> _Task material_:

use super::residue::AminoAcid;
use serde::{Deserialize, Serialize};
use std::fmt;
use std::str::FromStr;
use thiserror::Error;

pub const MIN_SEQUENCE_LENGTH: usize = 8;
pub const MAX_SEQUENCE_LENGTH: usize = 60;

#[derive(Debug, Error, Clone, PartialEq, Eq)]
pub enum SequenceError {
    #[error("Sequence length {length} is below the minimum of {min} residues", min = MIN_SEQUENCE_LENGTH)]
    TooShort { length: usize },

    #[error("Sequence length {length} exceeds the maximum of {max} residues", max = MAX_SEQUENCE_LENGTH)]
    TooLong { length: usize },

    #[error("Unknown residue symbol '{symbol}' at position {position}")]
    UnknownResidue { symbol: char, position: usize },
}

/// A validated, immutable chain of canonical residues.
///
/// Construction is the only validation point: once a `Sequence` exists, every residue is one of
/// the twenty canonical amino acids and the length lies within
/// [`MIN_SEQUENCE_LENGTH`]..=[`MAX_SEQUENCE_LENGTH`].
#[derive(Debug, Clone, PartialEq, Eq, Hash, Serialize, Deserialize)]
#[serde(try_from = "String", into = "String")]
pub struct Sequence {
    residues: Vec<AminoAcid>,
}

impl Sequence {
    pub fn new(residues: Vec<AminoAcid>) -> Result<Self, SequenceError> {
        let length = residues.len();
        if length < MIN_SEQUENCE_LENGTH {
            return Err(SequenceError::TooShort { length });
        }
        if length > MAX_SEQUENCE_LENGTH {
            return Err(SequenceError::TooLong { length });
        }
        Ok(Self { residues })
    }

    pub fn residues(&self) -> &[AminoAcid] {
        &self.residues
    }

    pub fn len(&self) -> usize {
        self.residues.len()
    }

    pub fn is_empty(&self) -> bool {
        self.residues.is_empty()
    }

    pub fn get(&self, position: usize) -> Option<AminoAcid> {
        self.residues.get(position).copied()
    }

    pub fn iter(&self) -> impl Iterator<Item = AminoAcid> + '_ {
        self.residues.iter().copied()
    }

    /// Returns a copy with the residue at `position` replaced.
    pub fn with_substitution(&self, position: usize, residue: AminoAcid) -> Option<Self> {
        if position >= self.residues.len() {
            return None;
        }
        let mut residues = self.residues.clone();
        residues[position] = residue;
        Some(Self { residues })
    }
}

impl FromStr for Sequence {
    type Err = SequenceError;

    fn from_str(s: &str) -> Result<Self, Self::Err> {
        let trimmed = s.trim();
        let residues = trimmed
            .chars()
            .enumerate()
            .map(|(position, symbol)| {
                AminoAcid::from_code(symbol)
                    .ok_or(SequenceError::UnknownResidue { symbol, position })
            })
            .collect::<Result<Vec<_>, _>>()?;
        Self::new(residues)
    }
}

impl TryFrom<String> for Sequence {
    type Error = SequenceError;

    fn try_from(value: String) -> Result<Self, Self::Error> {
        value.parse()
    }
}

impl From<Sequence> for String {
    fn from(sequence: Sequence) -> Self {
        sequence.to_string()
    }
}

impl fmt::Display for Sequence {
    fn fmt(&self, f: &mut fmt::Formatter<'_>) -> fmt::Result {
        for residue in &self.residues {
            write!(f, "{}", residue.code())?;
        }
        Ok(())
    }
}
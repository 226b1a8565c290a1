use super::physics::PhysicsBounds;
use super::{GateKind, GateOutcome};
use crate::core::energy::evaluator::EnergyReport;

/// Treats each replicate's unweighted draw as an independent hypothesis; one survives when its
/// conformation stays within the physics bounds. The sub-score is the surviving fraction.
pub fn evaluate(
    replicates: &[EnergyReport],
    bounds: &PhysicsBounds,
    min_survival: f64,
) -> GateOutcome {
    if replicates.is_empty() {
        return GateOutcome {
            gate: GateKind::Falsification,
            passed: false,
            score: 0.0,
            justifications: vec!["FAIL: no replicate hypotheses were tested".to_string()],
        };
    }

    let survivors: Vec<usize> = replicates
        .iter()
        .enumerate()
        .filter(|(_, r)| bounds.admits_conformation(r))
        .map(|(i, _)| i)
        .collect();
    let survival = survivors.len() as f64 / replicates.len() as f64;
    let passed = survival >= min_survival;

    let mut justifications = vec![format!(
        "{}: {}/{} replicate hypotheses survived ({survival:.3} >= {min_survival})",
        if passed { "pass" } else { "FAIL" },
        survivors.len(),
        replicates.len()
    )];
    let falsified: Vec<String> = (0..replicates.len())
        .filter(|i| !survivors.contains(i))
        .map(|i| (i + 1).to_string())
        .collect();
    if !falsified.is_empty() {
        justifications.push(format!("falsified replicates: {}", falsified.join(", ")));
    }

    GateOutcome {
        gate: GateKind::Falsification,
        passed,
        score: survival,
        justifications,
    }
}

#[cfg(test)]
mod tests {
    use super::*;
    use crate::core::energy::evaluator::{EnergyEvaluator, EnergyParams};
    use crate::core::models::conformation::{Conformation, DihedralPair};
    use crate::core::models::sequence::Sequence;
    use crate::core::tables::ReferenceTables;
    use crate::engine::validation::Bounds;

    fn report(seq: &str, pair: DihedralPair) -> EnergyReport {
        let tables = ReferenceTables::builtin();
        let sequence: Sequence = seq.parse().unwrap();
        EnergyEvaluator::new(&tables, EnergyParams::default())
            .evaluate(&sequence, &Conformation::uniform(sequence.len(), pair))
            .unwrap()
    }

    #[test]
    fn empty_population_fails() {
        let outcome = evaluate(&[], &PhysicsBounds::default(), 0.6);
        assert!(!outcome.passed);
        assert_eq!(outcome.score, 0.0);
    }

    #[test]
    fn survival_fraction_is_the_score() {
        const SEQ: &str = "AEAAKAAEAAKAAEAA";
        let helix = report(SEQ, DihedralPair::new(-63.0, -43.0));
        let strand = report(SEQ, DihedralPair::new(-120.0, 130.0));
        // Admit only energies at or below the helical one.
        let bounds = PhysicsBounds {
            per_residue_energy: Bounds::new(f64::NEG_INFINITY, helix.per_residue_energy),
            ..PhysicsBounds::permissive()
        };
        assert!(strand.per_residue_energy > helix.per_residue_energy);

        let population = vec![helix.clone(), strand.clone(), helix.clone(), strand];
        let outcome = evaluate(&population, &bounds, 0.6);
        assert!((outcome.score - 0.5).abs() < 1e-12);
        assert!(!outcome.passed);
        assert!(outcome.justifications[1].ends_with("2, 4"));

        let lenient = evaluate(&population, &bounds, 0.5);
        assert!(lenient.passed);
    }

    #[test]
    fn sequence_level_bounds_do_not_falsify_replicates() {
        // Every conformation of a poly-lysine breaks the charge bound alike; that is the physics
        // gate's verdict on the sequence, not evidence against any one replicate.
        let population = vec![report("KKKKKKKKKKKKKKKK", DihedralPair::new(-63.0, -43.0)); 3];
        let bounds = PhysicsBounds {
            charge_density: 0.2,
            ..PhysicsBounds::permissive()
        };
        let outcome = evaluate(&population, &bounds, 0.6);
        assert!(outcome.passed);
        assert_eq!(outcome.score, 1.0);
    }

    #[test]
    fn replicates_above_the_default_energy_ceiling_are_falsified() {
        const SEQ: &str = "AEAAKAAEAAKAAEAA";
        // Left-handed helix is disfavoured for every residue here.
        let left = report(SEQ, DihedralPair::new(60.0, 45.0));
        let helix = report(SEQ, DihedralPair::new(-63.0, -43.0));
        let bounds = PhysicsBounds::default();
        assert!(left.per_residue_energy > bounds.per_residue_energy.max);
        assert!(helix.per_residue_energy < bounds.per_residue_energy.max);

        let outcome = evaluate(&[helix, left.clone(), left], &bounds, 0.6);
        assert!(!outcome.passed);
        assert!((outcome.score - 1.0 / 3.0).abs() < 1e-12);
    }
}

> _Activity_: Copy down the whole of the data above, matching it exactly.

> _Result for this task_:
use super::residue::AminoAcid;
use serde::{Deserialize, Serialize};
use std::fmt;
use std::str::FromStr;
use thiserror::Error;

pub const MIN_SEQUENCE_LENGTH: usize = 8;
pub const MAX_SEQUENCE_LENGTH: usize = 60;

#[derive(Debug, Error, Clone, PartialEq, Eq)]
pub enum SequenceError {
    #[error("Sequence length {length} is below the minimum of {min} residues", min = MIN_SEQUENCE_LENGTH)]
    TooShort { length: usize },

    #[error("Sequence length {length} exceeds the maximum of {max} residues", max = MAX_SEQUENCE_LENGTH)]
    TooLong { length: usize },

    #[error("Unknown residue symbol '{symbol}' at position {position}")]
    UnknownResidue { symbol: char, position: usize },
}

/// A validated, immutable chain of canonical residues.
///
/// Construction is the only validation point: once a `Sequence` exists, every residue is one of
/// the twenty canonical amino acids and the length lies within
/// [`MIN_SEQUENCE_LENGTH`]..=[`MAX_SEQUENCE_LENGTH`].
#[derive(Debug, Clone, PartialEq, Eq, Hash, Serialize, Deserialize)]
#[serde(try_from = "String", into = "String")]
pub struct Sequence {
    residues: Vec<AminoAcid>,
}

impl Sequence {
    pub fn new(residues: Vec<AminoAcid>) -> Result<Self, SequenceError> {
        let length = residues.len();
        if length < MIN_SEQUENCE_LENGTH {
            return Err(SequenceError::TooShort { length });
        }
        if length > MAX_SEQUENCE_LENGTH {
            return Err(SequenceError::TooLong { length });
        }
        Ok(Self { residues })
    }

    pub fn residues(&self) -> &[AminoAcid] {
        &self.residues
    }

    pub fn len(&self) -> usize {
        self.residues.len()
    }

    pub fn is_empty(&self) -> bool {
        self.residues.is_empty()
    }

    pub fn get(&self, position: usize) -> Option<AminoAcid> {
        self.residues.get(position).copied()
    }

    pub fn iter(&self) -> impl Iterator<Item = AminoAcid> + '_ {
        self.residues.iter().copied()
    }

    /// Returns a copy with the residue at `position` replaced.
    pub fn with_substitution(&self, position: usize, residue: AminoAcid) -> Option<Self> {
        if position >= self.residues.len() {
            return None;
        }
        let mut residues = self.residues.clone();
        residues[position] = residue;
        Some(Self { residues })
    }
}

impl FromStr for Sequence {
    type Err = SequenceError;

    fn from_str(s: &str) -> Result<Self, Self::Err> {
        let trimmed = s.trim();
        let residues = trimmed
            .chars()
            .enumerate()
            .map(|(position, symbol)| {
                AminoAcid::from_code(symbol)
                    .ok_or(SequenceError::UnknownResidue { symbol, position })
            })
            .collect::<Result<Vec<_>, _>>()?;
        Self::new(residues)
    }
}

impl TryFrom<String> for Sequence {
    type Error = SequenceError;

    fn try_from(value: String) -> Result<Self, Self::Error> {
        value.parse()
    }
}

impl From<Sequence> for String {
    fn from(sequence: Sequence) -> Self {
        sequence.to_string()
    }
}

impl fmt::Display for Sequence {
    fn fmt(&self, f: &mut fmt::Formatter<'_>) -> fmt::Result {
        for residue in &self.residues {
            write!(f, "{}", residue.code())?;
        }
        Ok(())
    }
}
repository 226b1a8565c290a1
use super::physics::PhysicsBounds;
use super::{GateKind, GateOutcome};
use crate::core::energy::evaluator::EnergyReport;

/// Treats each replicate's unweighted draw as an independent hypothesis; one survives when its
/// conformation stays within the physics bounds. The sub-score is the surviving fraction.
pub fn evaluate(
    replicates: &[EnergyReport],
    bounds: &PhysicsBounds,
    min_survival: f64,
) -> GateOutcome {
    if replicates.is_empty() {
        return GateOutcome {
            gate: GateKind::Falsification,
            passed: false,
            score: 0.0,
            justifications: vec!["FAIL: no replicate hypotheses were tested".to_string()],
        };
    }

    let survivors: Vec<usize> = replicates
        .iter()
        .enumerate()
        .filter(|(_, r)| bounds.admits_conformation(r))
        .map(|(i, _)| i)
        .collect();
    let survival = survivors.len() as f64 / replicates.len() as f64;
    let passed = survival >= min_survival;

    let mut justifications = vec![format!(
        "{}: {}/{} replicate hypotheses survived ({survival:.3} >= {min_survival})",
        if passed { "pass" } else { "FAIL" },
        survivors.len(),
        replicates.len()
    )];
    let falsified: Vec<String> = (0..replicates.len())
        .filter(|i| !survivors.contains(i))
        .map(|i| (i + 1).to_string())
        .collect();
    if !falsified.is_empty() {
        justifications.push(format!("falsified replicates: {}", falsified.join(", ")));
    }

    GateOutcome {
        gate: GateKind::Falsification,
        passed,
        score: survival,
        justifications,
    }
}

#[cfg(test)]
mod tests {
    use super::*;
    use crate::core::energy::evaluator::{EnergyEvaluator, EnergyParams};
    use crate::core::models::conformation::{Conformation, DihedralPair};
    use crate::core::models::sequence::Sequence;
    use crate::core::tables::ReferenceTables;
    use crate::engine::validation::Bounds;

    fn report(seq: &str, pair: DihedralPair) -> EnergyReport {
        let tables = ReferenceTables::builtin();
        let sequence: Sequence = seq.parse().unwrap();
        EnergyEvaluator::new(&tables, EnergyParams::default())
            .evaluate(&sequence, &Conformation::uniform(sequence.len(), pair))
            .unwrap()
    }

    #[test]
    fn empty_population_fails() {
        let outcome = evaluate(&[], &PhysicsBounds::default(), 0.6);
        assert!(!outcome.passed);
        assert_eq!(outcome.score, 0.0);
    }

    #[test]
    fn survival_fraction_is_the_score() {
        const SEQ: &str = "AEAAKAAEAAKAAEAA";
        let helix = report(SEQ, DihedralPair::new(-63.0, -43.0));
        let strand = report(SEQ, DihedralPair::new(-120.0, 130.0));
        // Admit only energies at or below the helical one.
        let bounds = PhysicsBounds {
            per_residue_energy: Bounds::new(f64::NEG_INFINITY, helix.per_residue_energy),
            ..PhysicsBounds::permissive()
        };
        assert!(strand.per_residue_energy > helix.per_residue_energy);

        let population = vec![helix.clone(), strand.clone(), helix.clone(), strand];
        let outcome = evaluate(&population, &bounds, 0.6);
        assert!((outcome.score - 0.5).abs() < 1e-12);
        assert!(!outcome.passed);
        assert!(outcome.justifications[1].ends_with("2, 4"));

        let lenient = evaluate(&population, &bounds, 0.5);
        assert!(lenient.passed);
    }

    #[test]
    fn sequence_level_bounds_do_not_falsify_replicates() {
        // Every conformation of a poly-lysine breaks the charge bound alike; that is the physics
        // gate's verdict on the sequence, not evidence against any one replicate.
        let population = vec![report("KKKKKKKKKKKKKKKK", DihedralPair::new(-63.0, -43.0)); 3];
        let bounds = PhysicsBounds {
            charge_density: 0.2,
            ..PhysicsBounds::permissive()
        };
        let outcome = evaluate(&population, &bounds, 0.6);
        assert!(outcome.passed);
        assert_eq!(outcome.score, 1.0);
    }

    #[test]
    fn replicates_above_the_default_energy_ceiling_are_falsified() {
        const SEQ: &str = "AEAAKAAEAAKAAEAA";
        // Left-handed helix is disfavoured for every residue here.
        let left = report(SEQ, DihedralPair::new(60.0, 45.0));
        let helix = report(SEQ, DihedralPair::new(-63.0, -43.0));
        let bounds = PhysicsBounds::default();
        assert!(left.per_residue_energy > bounds.per_residue_energy.max);
        assert!(helix.per_residue_energy < bounds.per_residue_energy.max);

        let outcome = evaluate(&[helix, left.clone(), left], &bounds, 0.6);
        assert!(!outcome.passed);
        assert!((outcome.score - 1.0 / 3.0).abs() < 1e-12);
    }
}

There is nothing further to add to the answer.